[Exercise goal] Below are some entries; write out each one of them exactly.

[Information supplied]

mod schema;
mod sqlite;

pub use sqlite::SqliteStore;

use crate::error::Result;
use crate::types::*;

/// Fields for creating a user or organization row.
pub struct NewUser<'a> {
    pub username: &'a str,
    pub email: Option<&'a str>,
    pub password_hash: Option<&'a str>,
    pub is_org: bool,
    pub private_quota_bytes: Option<i64>,
    pub public_quota_bytes: Option<i64>,
}

/// Fields written on every file upsert. `is_deleted` is always cleared.
pub struct FileUpsert<'a> {
    pub repository: i64,
    pub path_in_repo: &'a str,
    pub size: i64,
    pub sha256: &'a str,
    pub lfs: bool,
    pub owner: i64,
}

pub struct NewCommit<'a> {
    pub commit_id: &'a str,
    pub repository: i64,
    pub repo_type: RepoType,
    pub branch: &'a str,
    pub author: i64,
    pub username: &'a str,
    pub message: &'a str,
    pub description: &'a str,
}

pub struct NewLfsHistory<'a> {
    pub repository: i64,
    pub file: Option<i64>,
    pub path_in_repo: &'a str,
    pub sha256: &'a str,
    pub size: i64,
    pub commit_id: &'a str,
}

/// Store defines the metadata database interface.
pub trait Store: Send + Sync {
    fn initialize(&self) -> Result<()>;

    // User / organization operations
    fn create_user(&self, new: &NewUser) -> Result<User>;
    fn get_user_by_id(&self, id: i64) -> Result<Option<User>>;
    fn get_user_by_username(&self, username: &str) -> Result<Option<User>>;
    fn get_organization(&self, name: &str) -> Result<Option<User>>;
    fn normalized_name_exists(&self, normalized: &str) -> Result<bool>;
    fn set_user_usage(&self, user_id: i64, private_used: i64, public_used: i64) -> Result<()>;
    fn add_user_usage(&self, user_id: i64, delta: i64, private: bool) -> Result<()>;

    // Membership operations
    fn get_membership(&self, user_id: i64, org_id: i64) -> Result<Option<UserOrganization>>;
    fn create_membership(&self, user_id: i64, org_id: i64, role: OrgRole) -> Result<()>;
    fn list_user_organizations(&self, user_id: i64) -> Result<Vec<User>>;

    // Repository operations
    fn create_repository(
        &self,
        repo_type: RepoType,
        namespace: &str,
        name: &str,
        private: bool,
        owner: i64,
    ) -> Result<Repository>;
    fn get_repository(
        &self,
        repo_type: RepoType,
        namespace: &str,
        name: &str,
    ) -> Result<Option<Repository>>;
    fn list_repositories(
        &self,
        repo_type: Option<RepoType>,
        author: Option<&str>,
        limit: i64,
    ) -> Result<Vec<Repository>>;
    fn list_namespace_repositories(&self, namespace: &str) -> Result<Vec<Repository>>;
    /// Rename a repository in place. The numeric id never changes.
    fn update_repository_identity(
        &self,
        id: i64,
        namespace: &str,
        name: &str,
        quota_bytes: Option<i64>,
    ) -> Result<()>;
    fn update_repository_used_bytes(&self, id: i64, used_bytes: i64) -> Result<()>;
    fn sum_namespace_used_bytes(&self, namespace: &str, private: bool) -> Result<i64>;
    fn delete_repository(&self, id: i64) -> Result<bool>;

    // File operations
    fn get_file(&self, repository: i64, path: &str) -> Result<Option<File>>;
    fn get_file_by_sha256(&self, sha256: &str) -> Result<Option<File>>;
    fn count_active_lfs_files(&self, sha256: &str, repository: Option<i64>) -> Result<i64>;
    fn upsert_file(&self, upsert: &FileUpsert) -> Result<File>;
    fn mark_file_deleted(&self, repository: i64, path: &str) -> Result<usize>;
    fn mark_folder_deleted(&self, repository: i64, prefix: &str) -> Result<usize>;
    fn delete_files_in(&self, repository: i64, paths: &[String]) -> Result<usize>;
    fn delete_files_not_in(&self, repository: i64, paths: &[String]) -> Result<usize>;
    fn list_active_files(&self, repository: i64) -> Result<Vec<File>>;
    fn list_files_by_paths(&self, repository: i64, paths: &[String]) -> Result<Vec<File>>;
    fn sum_active_file_bytes(&self, repository: i64) -> Result<i64>;

    // Commit operations
    fn create_commit_record(&self, new: &NewCommit) -> Result<Commit>;
    fn get_commit_record(&self, repository: i64, commit_id: &str) -> Result<Option<Commit>>;
    fn list_commit_records(
        &self,
        repository: i64,
        commit_ids: &[String],
    ) -> Result<Vec<Commit>>;

    // LFS history operations
    fn insert_lfs_history(&self, new: &NewLfsHistory) -> Result<LfsObjectHistory>;
    fn list_lfs_history_for_path(
        &self,
        repository: i64,
        path: &str,
    ) -> Result<Vec<LfsObjectHistory>>;
    fn list_lfs_history_for_commit(
        &self,
        repository: i64,
        commit_id: &str,
    ) -> Result<Vec<LfsObjectHistory>>;
    fn distinct_lfs_sha256(&self, repository: i64) -> Result<Vec<String>>;
    fn count_lfs_history(&self, sha256: &str, repository: Option<i64>) -> Result<i64>;
    fn delete_lfs_history_by_sha256(
        &self,
        sha256: &str,
        repository: Option<i64>,
    ) -> Result<usize>;

    // Staging upload operations
    fn create_staging_upload(
        &self,
        repository: i64,
        repo_type: RepoType,
        revision: &str,
        path_in_repo: &str,
        sha256: &str,
        size: i64,
        storage_key: &str,
        lfs: bool,
    ) -> Result<StagingUpload>;
    fn delete_staging_uploads(&self, repository: i64) -> Result<usize>;

    // Token operations
    fn create_token(&self, user_id: i64, token_hash: &str, name: &str) -> Result<Token>;
    fn get_token_by_hash(&self, token_hash: &str) -> Result<Option<Token>>;
    fn touch_token(&self, id: i64) -> Result<()>;
}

[Written answer]
mod schema;
mod sqlite;

pub use sqlite::SqliteStore;

use crate::error::Result;
use crate::types::*;

/// Fields for creating a user or organization row.
pub struct NewUser<'a> {
    pub username: &'a str,
    pub email: Option<&'a str>,
    pub password_hash: Option<&'a str>,
    pub is_org: bool,
    pub private_quota_bytes: Option<i64>,
    pub public_quota_bytes: Option<i64>,
}

/// Fields written on every file upsert. `is_deleted` is always cleared.
pub struct FileUpsert<'a> {
    pub repository: i64,
    pub path_in_repo: &'a str,
    pub size: i64,
    pub sha256: &'a str,
    pub lfs: bool,
    pub owner: i64,
}

pub struct NewCommit<'a> {
    pub commit_id: &'a str,
    pub repository: i64,
    pub repo_type: RepoType,
    pub branch: &'a str,
    pub author: i64,
    pub username: &'a str,
    pub message: &'a str,
    pub description: &'a str,
}

pub struct NewLfsHistory<'a> {
    pub repository: i64,
    pub file: Option<i64>,
    pub path_in_repo: &'a str,
    pub sha256: &'a str,
    pub size: i64,
    pub commit_id: &'a str,
}

/// Store defines the metadata database interface.
pub trait Store: Send + Sync {
    fn initialize(&self) -> Result<()>;

    // User / organization operations
    fn create_user(&self, new: &NewUser) -> Result<User>;
    fn get_user_by_id(&self, id: i64) -> Result<Option<User>>;
    fn get_user_by_username(&self, username: &str) -> Result<Option<User>>;
    fn get_organization(&self, name: &str) -> Result<Option<User>>;
    fn normalized_name_exists(&self, normalized: &str) -> Result<bool>;
    fn set_user_usage(&self, user_id: i64, private_used: i64, public_used: i64) -> Result<()>;
    fn add_user_usage(&self, user_id: i64, delta: i64, private: bool) -> Result<()>;

    // Membership operations
    fn get_membership(&self, user_id: i64, org_id: i64) -> Result<Option<UserOrganization>>;
    fn create_membership(&self, user_id: i64, org_id: i64, role: OrgRole) -> Result<()>;
    fn list_user_organizations(&self, user_id: i64) -> Result<Vec<User>>;

    // Repository operations
    fn create_repository(
        &self,
        repo_type: RepoType,
        namespace: &str,
        name: &str,
        private: bool,
        owner: i64,
    ) -> Result<Repository>;
    fn get_repository(
        &self,
        repo_type: RepoType,
        namespace: &str,
        name: &str,
    ) -> Result<Option<Repository>>;
    fn list_repositories(
        &self,
        repo_type: Option<RepoType>,
        author: Option<&str>,
        limit: i64,
    ) -> Result<Vec<Repository>>;
    fn list_namespace_repositories(&self, namespace: &str) -> Result<Vec<Repository>>;
    /// Rename a repository in place. The numeric id never changes.
    fn update_repository_identity(
        &self,
        id: i64,
        namespace: &str,
        name: &str,
        quota_bytes: Option<i64>,
    ) -> Result<()>;
    fn update_repository_used_bytes(&self, id: i64, used_bytes: i64) -> Result<()>;
    fn sum_namespace_used_bytes(&self, namespace: &str, private: bool) -> Result<i64>;
    fn delete_repository(&self, id: i64) -> Result<bool>;

    // File operations
    fn get_file(&self, repository: i64, path: &str) -> Result<Option<File>>;
    fn get_file_by_sha256(&self, sha256: &str) -> Result<Option<File>>;
    fn count_active_lfs_files(&self, sha256: &str, repository: Option<i64>) -> Result<i64>;
    fn upsert_file(&self, upsert: &FileUpsert) -> Result<File>;
    fn mark_file_deleted(&self, repository: i64, path: &str) -> Result<usize>;
    fn mark_folder_deleted(&self, repository: i64, prefix: &str) -> Result<usize>;
    fn delete_files_in(&self, repository: i64, paths: &[String]) -> Result<usize>;
    fn delete_files_not_in(&self, repository: i64, paths: &[String]) -> Result<usize>;
    fn list_active_files(&self, repository: i64) -> Result<Vec<File>>;
    fn list_files_by_paths(&self, repository: i64, paths: &[String]) -> Result<Vec<File>>;
    fn sum_active_file_bytes(&self, repository: i64) -> Result<i64>;

    // Commit operations
    fn create_commit_record(&self, new: &NewCommit) -> Result<Commit>;
    fn get_commit_record(&self, repository: i64, commit_id: &str) -> Result<Option<Commit>>;
    fn list_commit_records(
        &self,
        repository: i64,
        commit_ids: &[String],
    ) -> Result<Vec<Commit>>;

    // LFS history operations
    fn insert_lfs_history(&self, new: &NewLfsHistory) -> Result<LfsObjectHistory>;
    fn list_lfs_history_for_path(
        &self,
        repository: i64,
        path: &str,
    ) -> Result<Vec<LfsObjectHistory>>;
    fn list_lfs_history_for_commit(
        &self,
        repository: i64,
        commit_id: &str,
    ) -> Result<Vec<LfsObjectHistory>>;
    fn distinct_lfs_sha256(&self, repository: i64) -> Result<Vec<String>>;
    fn count_lfs_history(&self, sha256: &str, repository: Option<i64>) -> Result<i64>;
    fn delete_lfs_history_by_sha256(
        &self,
        sha256: &str,
        repository: Option<i64>,
    ) -> Result<usize>;

    // Staging upload operations
    fn create_staging_upload(
        &self,
        repository: i64,
        repo_type: RepoType,
        revision: &str,
        path_in_repo: &str,
        sha256: &str,
        size: i64,
        storage_key: &str,
        lfs: bool,
    ) -> Result<StagingUpload>;
    fn delete_staging_uploads(&self, repository: i64) -> Result<usize>;

    // Token operations
    fn create_token(&self, user_id: i64, token_hash: &str, name: &str) -> Result<Token>;
    fn get_token_by_hash(&self, token_hash: &str) -> Result<Option<Token>>;
    fn touch_token(&self, id: i64) -> Result<()>;
}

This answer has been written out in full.